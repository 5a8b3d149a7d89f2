pub mod memory;
pub mod traits;

pub use memory::InMemoryHistoryRepository;
pub use traits::HistoryRepository;
use crate::model::history::HistoryEntry;
use anyhow::Result;

pub trait HistoryRepository {
    fn append(&mut self, entry: HistoryEntry) -> Result<()>;
    fn list(&self) -> Result<Vec<HistoryEntry>>;
    fn count(&self) -> Result<usize>;
}
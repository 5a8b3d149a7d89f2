use chrono::{DateTime, Local};

use crate::model::category::WasteCategory;

/// One completed calculation: the figures as entered and the weekly totals.
#[derive(Debug, Clone, PartialEq)]
pub struct HistoryEntry {
    pub seq: usize,
    pub recorded_at: DateTime<Local>,
    pub categories: Vec<WasteCategory>,
    pub total_reduction: f64,
    pub total_co2: f64,
}

/// Max/min/average weekly reduction across all recorded runs.
#[derive(Debug, Clone, Copy, PartialEq)]
pub struct ReductionStats {
    pub max: f64,
    pub min: f64,
    pub avg: f64,
}
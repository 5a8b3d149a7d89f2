/// Conversion constants for annual projections and equivalencies.
#[derive(Debug, Clone, Copy, PartialEq)]
pub struct Settings {
    pub weeks_per_year: f64,
    /// CO2 absorbed by one tree in a year (kg).
    pub co2_kg_per_tree: f64,
    /// Yearly water use of one household (liters).
    pub water_liters_per_household: f64,
    /// Yearly energy use of one home (kWh).
    pub energy_kwh_per_home: f64,
}

impl Default for Settings {
    fn default() -> Self {
        Self {
            weeks_per_year: 52.0,
            co2_kg_per_tree: 5.0,
            water_liters_per_household: 150_000.0,
            energy_kwh_per_home: 4_000.0,
        }
    }
}
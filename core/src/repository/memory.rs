use anyhow::Result;

use crate::model::history::HistoryEntry;
use crate::repository::traits::HistoryRepository;

/// Session-scoped history. Entries live as long as the repository does.
#[derive(Debug, Default)]
pub struct InMemoryHistoryRepository {
    entries: Vec<HistoryEntry>,
}

impl InMemoryHistoryRepository {
    pub fn new() -> Self {
        Self::default()
    }
}

impl HistoryRepository for InMemoryHistoryRepository {
    fn append(&mut self, entry: HistoryEntry) -> Result<()> {
        self.entries.push(entry);
        Ok(())
    }

    fn list(&self) -> Result<Vec<HistoryEntry>> {
        Ok(self.entries.clone())
    }

    fn count(&self) -> Result<usize> {
        Ok(self.entries.len())
    }
}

★ ★ ★ ★ ★

• ABOUT THIS TASK: Once more, set down the full listing, verbatim.

• TASK OUTPUT:
repository 5a8b3d149a7d89f2
pub mod memory;
pub mod traits;

pub use memory::InMemoryHistoryRepository;
pub use traits::HistoryRepository;
use crate::model::history::HistoryEntry;
use anyhow::Result;

pub trait HistoryRepository {
    fn append(&mut self, entry: HistoryEntry) -> Result<()>;
    fn list(&self) -> Result<Vec<HistoryEntry>>;
    fn count(&self) -> Result<usize>;
}
repository 5a8b3d149a7d89f2
use chrono::{DateTime, Local};

use crate::model::category::WasteCategory;

/// One completed calculation: the figures as entered and the weekly totals.
#[derive(Debug, Clone, PartialEq)]
pub struct HistoryEntry {
    pub seq: usize,
    pub recorded_at: DateTime<Local>,
    pub categories: Vec<WasteCategory>,
    pub total_reduction: f64,
    pub total_co2: f64,
}

/// Max/min/average weekly reduction across all recorded runs.
#[derive(Debug, Clone, Copy, PartialEq)]
pub struct ReductionStats {
    pub max: f64,
    pub min: f64,
    pub avg: f64,
}
repository 5a8b3d149a7d89f2
/// Conversion constants for annual projections and equivalencies.
#[derive(Debug, Clone, Copy, PartialEq)]
pub struct Settings {
    pub weeks_per_year: f64,
    /// CO2 absorbed by one tree in a year (kg).
    pub co2_kg_per_tree: f64,
    /// Yearly water use of one household (liters).
    pub water_liters_per_household: f64,
    /// Yearly energy use of one home (kWh).
    pub energy_kwh_per_home: f64,
}

impl Default for Settings {
    fn default() -> Self {
        Self {
            weeks_per_year: 52.0,
            co2_kg_per_tree: 5.0,
            water_liters_per_household: 150_000.0,
            energy_kwh_per_home: 4_000.0,
        }
    }
}
filename core/src/repository/memory.rs
use anyhow::Result;

use crate::model::history::HistoryEntry;
use crate::repository::traits::HistoryRepository;

/// Session-scoped history. Entries live as long as the repository does.
#[derive(Debug, Default)]
pub struct InMemoryHistoryRepository {
    entries: Vec<HistoryEntry>,
}

impl InMemoryHistoryRepository {
    pub fn new() -> Self {
        Self::default()
    }
}

impl HistoryRepository for InMemoryHistoryRepository {
    fn append(&mut self, entry: HistoryEntry) -> Result<()> {
        self.entries.push(entry);
        Ok(())
    }

    fn list(&self) -> Result<Vec<HistoryEntry>> {
        Ok(self.entries.clone())
    }

    fn count(&self) -> Result<usize> {
        Ok(self.entries.len())
    }
}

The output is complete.